Work request :: Copy out the final stretch of the listing: the line that contains "assert_eq!(result.skipped, 1);" and all lines after it, exactly as they appear.

Supplied entries ::
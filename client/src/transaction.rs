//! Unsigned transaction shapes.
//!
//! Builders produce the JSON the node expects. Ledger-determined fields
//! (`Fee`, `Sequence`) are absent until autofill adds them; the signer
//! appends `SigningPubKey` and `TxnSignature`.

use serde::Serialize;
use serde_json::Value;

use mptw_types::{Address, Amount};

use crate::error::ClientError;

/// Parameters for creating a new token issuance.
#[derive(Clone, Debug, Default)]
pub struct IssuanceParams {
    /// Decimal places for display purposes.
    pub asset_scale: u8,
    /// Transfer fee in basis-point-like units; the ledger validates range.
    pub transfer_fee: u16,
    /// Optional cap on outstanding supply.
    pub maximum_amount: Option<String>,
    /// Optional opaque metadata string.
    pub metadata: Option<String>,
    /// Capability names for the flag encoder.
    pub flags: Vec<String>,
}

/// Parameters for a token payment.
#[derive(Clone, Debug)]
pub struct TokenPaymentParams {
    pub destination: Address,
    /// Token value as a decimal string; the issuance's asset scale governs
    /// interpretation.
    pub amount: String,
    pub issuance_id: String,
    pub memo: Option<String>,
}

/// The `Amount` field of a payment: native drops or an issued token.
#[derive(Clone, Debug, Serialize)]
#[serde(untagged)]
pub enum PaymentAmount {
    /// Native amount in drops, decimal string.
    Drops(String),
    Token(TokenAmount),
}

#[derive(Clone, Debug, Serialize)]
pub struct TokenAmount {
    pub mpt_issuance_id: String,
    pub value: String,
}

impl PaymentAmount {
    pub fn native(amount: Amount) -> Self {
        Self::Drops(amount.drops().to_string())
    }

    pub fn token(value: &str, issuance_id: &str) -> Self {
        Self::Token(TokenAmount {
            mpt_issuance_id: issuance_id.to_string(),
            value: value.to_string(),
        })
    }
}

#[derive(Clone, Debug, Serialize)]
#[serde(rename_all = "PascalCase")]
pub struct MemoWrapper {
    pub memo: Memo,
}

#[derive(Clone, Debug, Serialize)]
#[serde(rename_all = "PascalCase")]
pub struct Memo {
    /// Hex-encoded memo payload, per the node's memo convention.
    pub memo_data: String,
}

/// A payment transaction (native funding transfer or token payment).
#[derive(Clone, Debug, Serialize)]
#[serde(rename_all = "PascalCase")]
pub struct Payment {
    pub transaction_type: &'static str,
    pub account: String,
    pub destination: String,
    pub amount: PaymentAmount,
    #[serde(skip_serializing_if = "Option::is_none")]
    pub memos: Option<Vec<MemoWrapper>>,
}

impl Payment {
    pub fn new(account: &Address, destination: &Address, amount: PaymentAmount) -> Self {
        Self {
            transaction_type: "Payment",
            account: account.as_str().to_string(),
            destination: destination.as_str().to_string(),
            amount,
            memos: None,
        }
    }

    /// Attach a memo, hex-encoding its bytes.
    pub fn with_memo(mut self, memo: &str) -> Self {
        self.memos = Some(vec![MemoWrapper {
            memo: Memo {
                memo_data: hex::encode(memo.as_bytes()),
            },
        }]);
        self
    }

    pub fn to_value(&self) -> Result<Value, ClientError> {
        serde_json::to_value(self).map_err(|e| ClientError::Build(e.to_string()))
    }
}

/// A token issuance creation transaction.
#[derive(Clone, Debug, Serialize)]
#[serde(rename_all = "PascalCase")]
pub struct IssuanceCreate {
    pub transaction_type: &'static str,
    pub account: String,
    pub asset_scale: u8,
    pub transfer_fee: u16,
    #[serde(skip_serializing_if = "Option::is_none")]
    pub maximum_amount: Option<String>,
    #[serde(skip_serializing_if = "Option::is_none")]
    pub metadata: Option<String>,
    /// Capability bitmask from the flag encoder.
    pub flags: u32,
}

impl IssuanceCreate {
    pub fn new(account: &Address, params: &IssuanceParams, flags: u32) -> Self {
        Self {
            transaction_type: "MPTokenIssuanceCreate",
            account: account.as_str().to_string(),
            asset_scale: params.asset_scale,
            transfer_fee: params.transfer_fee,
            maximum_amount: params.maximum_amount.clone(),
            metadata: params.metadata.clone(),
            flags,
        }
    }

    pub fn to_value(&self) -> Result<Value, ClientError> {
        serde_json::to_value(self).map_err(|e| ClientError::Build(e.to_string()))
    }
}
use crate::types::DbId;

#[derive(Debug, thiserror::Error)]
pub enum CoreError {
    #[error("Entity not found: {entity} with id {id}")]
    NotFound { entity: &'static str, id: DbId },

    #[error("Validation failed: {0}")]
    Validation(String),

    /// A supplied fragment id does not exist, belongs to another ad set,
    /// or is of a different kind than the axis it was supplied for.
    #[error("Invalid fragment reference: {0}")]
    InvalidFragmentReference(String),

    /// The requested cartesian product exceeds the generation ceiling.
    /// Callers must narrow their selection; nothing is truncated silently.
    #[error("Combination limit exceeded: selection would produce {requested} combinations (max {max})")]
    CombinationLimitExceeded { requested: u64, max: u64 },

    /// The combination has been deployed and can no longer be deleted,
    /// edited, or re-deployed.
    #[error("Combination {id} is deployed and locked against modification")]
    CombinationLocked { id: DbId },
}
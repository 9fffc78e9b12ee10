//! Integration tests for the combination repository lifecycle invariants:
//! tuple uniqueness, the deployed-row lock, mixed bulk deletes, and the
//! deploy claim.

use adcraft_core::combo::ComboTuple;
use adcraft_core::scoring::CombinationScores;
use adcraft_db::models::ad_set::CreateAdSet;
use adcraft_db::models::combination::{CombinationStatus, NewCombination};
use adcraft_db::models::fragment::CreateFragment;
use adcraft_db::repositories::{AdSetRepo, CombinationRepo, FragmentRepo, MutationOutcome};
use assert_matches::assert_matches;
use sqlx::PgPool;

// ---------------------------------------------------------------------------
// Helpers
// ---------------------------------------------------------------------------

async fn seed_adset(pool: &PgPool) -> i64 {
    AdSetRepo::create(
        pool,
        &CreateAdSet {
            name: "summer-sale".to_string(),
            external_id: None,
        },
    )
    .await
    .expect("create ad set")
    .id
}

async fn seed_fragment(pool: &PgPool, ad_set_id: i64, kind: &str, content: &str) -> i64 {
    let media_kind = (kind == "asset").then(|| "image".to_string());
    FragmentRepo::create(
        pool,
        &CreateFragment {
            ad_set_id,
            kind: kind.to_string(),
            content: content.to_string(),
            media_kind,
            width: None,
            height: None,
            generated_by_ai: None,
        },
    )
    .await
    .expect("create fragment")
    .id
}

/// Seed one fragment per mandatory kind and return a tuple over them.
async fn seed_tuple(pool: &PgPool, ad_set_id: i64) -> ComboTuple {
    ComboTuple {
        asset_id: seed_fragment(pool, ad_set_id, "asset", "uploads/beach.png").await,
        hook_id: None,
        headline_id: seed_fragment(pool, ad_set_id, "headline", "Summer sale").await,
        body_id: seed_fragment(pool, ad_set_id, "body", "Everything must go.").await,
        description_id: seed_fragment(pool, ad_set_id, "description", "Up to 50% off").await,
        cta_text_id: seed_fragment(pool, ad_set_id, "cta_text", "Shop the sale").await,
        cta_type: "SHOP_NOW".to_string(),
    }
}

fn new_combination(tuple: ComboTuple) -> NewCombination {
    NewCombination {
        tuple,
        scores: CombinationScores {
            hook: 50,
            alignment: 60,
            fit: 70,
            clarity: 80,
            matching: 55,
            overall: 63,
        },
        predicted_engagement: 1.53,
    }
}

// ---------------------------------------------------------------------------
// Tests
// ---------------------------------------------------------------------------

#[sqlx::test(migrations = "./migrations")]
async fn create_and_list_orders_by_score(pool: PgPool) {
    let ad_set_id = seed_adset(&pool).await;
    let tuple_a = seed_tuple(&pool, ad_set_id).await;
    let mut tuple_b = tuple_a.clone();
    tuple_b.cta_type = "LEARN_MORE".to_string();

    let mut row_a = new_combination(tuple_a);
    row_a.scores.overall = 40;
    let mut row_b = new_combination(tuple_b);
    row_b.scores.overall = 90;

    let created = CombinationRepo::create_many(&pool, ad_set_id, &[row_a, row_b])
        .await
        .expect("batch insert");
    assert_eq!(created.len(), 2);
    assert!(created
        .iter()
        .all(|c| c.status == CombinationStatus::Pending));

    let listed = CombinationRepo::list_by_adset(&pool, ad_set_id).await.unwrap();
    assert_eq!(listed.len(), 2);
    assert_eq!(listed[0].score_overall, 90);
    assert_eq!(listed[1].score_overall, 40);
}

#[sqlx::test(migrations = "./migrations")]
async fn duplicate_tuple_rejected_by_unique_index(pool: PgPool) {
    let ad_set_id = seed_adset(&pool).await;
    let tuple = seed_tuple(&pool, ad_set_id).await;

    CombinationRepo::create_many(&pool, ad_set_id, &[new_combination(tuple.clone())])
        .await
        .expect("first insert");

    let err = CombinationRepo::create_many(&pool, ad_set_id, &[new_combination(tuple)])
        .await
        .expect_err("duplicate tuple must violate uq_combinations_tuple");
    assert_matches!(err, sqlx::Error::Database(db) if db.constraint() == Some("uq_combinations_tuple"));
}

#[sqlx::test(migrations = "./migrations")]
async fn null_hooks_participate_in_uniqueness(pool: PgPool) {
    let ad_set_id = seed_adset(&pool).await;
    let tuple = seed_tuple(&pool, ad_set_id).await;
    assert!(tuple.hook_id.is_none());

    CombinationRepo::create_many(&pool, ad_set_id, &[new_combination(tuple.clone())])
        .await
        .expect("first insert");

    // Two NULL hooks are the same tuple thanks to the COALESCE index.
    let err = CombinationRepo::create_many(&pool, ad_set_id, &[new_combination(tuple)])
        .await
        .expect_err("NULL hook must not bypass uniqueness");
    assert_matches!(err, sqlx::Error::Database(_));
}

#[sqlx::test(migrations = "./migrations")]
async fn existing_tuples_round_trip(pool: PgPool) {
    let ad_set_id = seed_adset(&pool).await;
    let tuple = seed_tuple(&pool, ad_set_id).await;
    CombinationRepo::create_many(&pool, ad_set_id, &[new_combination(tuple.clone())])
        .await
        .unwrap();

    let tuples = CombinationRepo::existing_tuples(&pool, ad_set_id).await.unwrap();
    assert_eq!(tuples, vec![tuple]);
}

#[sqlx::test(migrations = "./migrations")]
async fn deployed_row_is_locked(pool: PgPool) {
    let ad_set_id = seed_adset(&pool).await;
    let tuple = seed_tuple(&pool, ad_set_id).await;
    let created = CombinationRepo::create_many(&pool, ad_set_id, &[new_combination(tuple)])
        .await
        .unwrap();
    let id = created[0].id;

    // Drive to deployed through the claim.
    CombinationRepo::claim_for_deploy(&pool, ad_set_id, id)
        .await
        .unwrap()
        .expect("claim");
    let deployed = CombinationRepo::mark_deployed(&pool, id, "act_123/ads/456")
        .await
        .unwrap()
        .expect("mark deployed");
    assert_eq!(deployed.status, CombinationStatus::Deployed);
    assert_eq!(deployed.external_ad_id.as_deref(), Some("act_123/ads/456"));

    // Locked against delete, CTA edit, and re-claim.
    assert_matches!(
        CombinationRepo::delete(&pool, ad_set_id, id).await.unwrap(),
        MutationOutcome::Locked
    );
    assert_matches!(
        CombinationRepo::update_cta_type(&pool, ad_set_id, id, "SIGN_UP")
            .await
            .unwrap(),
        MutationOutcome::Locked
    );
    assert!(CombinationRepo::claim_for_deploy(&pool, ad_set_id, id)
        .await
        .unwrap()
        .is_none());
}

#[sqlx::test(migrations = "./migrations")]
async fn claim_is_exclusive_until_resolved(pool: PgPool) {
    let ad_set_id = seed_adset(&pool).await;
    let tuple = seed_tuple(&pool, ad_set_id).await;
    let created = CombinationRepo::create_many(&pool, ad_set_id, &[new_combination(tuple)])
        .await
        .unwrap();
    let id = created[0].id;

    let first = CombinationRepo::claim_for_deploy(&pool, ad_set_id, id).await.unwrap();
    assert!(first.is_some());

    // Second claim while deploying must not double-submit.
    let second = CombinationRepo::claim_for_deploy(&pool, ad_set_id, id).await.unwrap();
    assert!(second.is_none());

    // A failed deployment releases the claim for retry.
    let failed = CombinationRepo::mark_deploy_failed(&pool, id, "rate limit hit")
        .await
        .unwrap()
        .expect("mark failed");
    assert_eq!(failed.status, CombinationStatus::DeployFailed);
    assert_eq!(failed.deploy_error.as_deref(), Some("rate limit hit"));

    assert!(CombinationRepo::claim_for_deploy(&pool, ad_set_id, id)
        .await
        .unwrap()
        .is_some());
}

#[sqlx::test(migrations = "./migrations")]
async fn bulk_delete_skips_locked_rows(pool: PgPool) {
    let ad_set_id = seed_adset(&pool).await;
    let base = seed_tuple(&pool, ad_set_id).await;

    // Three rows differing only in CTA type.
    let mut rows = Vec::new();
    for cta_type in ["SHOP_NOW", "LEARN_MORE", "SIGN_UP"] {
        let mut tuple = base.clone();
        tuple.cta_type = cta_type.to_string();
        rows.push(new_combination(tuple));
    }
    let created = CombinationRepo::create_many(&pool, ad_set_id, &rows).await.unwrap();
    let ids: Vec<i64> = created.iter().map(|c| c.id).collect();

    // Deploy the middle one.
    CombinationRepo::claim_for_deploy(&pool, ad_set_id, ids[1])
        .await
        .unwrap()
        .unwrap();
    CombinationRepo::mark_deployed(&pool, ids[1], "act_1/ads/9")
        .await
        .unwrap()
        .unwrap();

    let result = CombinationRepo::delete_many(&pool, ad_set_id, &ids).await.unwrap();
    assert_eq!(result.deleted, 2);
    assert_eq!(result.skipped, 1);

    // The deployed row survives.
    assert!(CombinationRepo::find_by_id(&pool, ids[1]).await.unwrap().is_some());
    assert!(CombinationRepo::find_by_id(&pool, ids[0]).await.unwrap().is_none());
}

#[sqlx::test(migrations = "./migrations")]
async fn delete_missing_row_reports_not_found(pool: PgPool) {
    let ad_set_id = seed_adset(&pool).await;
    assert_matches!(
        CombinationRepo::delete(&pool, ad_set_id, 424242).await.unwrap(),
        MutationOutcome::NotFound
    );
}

Result below ::
    assert_eq!(result.skipped, 1);

    // The deployed row survives.
    assert!(CombinationRepo::find_by_id(&pool, ids[1]).await.unwrap().is_some());
    assert!(CombinationRepo::find_by_id(&pool, ids[0]).await.unwrap().is_none());
}

#[sqlx::test(migrations = "./migrations")]
async fn delete_missing_row_reports_not_found(pool: PgPool) {
    let ad_set_id = seed_adset(&pool).await;
    assert_matches!(
        CombinationRepo::delete(&pool, ad_set_id, 424242).await.unwrap(),
        MutationOutcome::NotFound
    );
}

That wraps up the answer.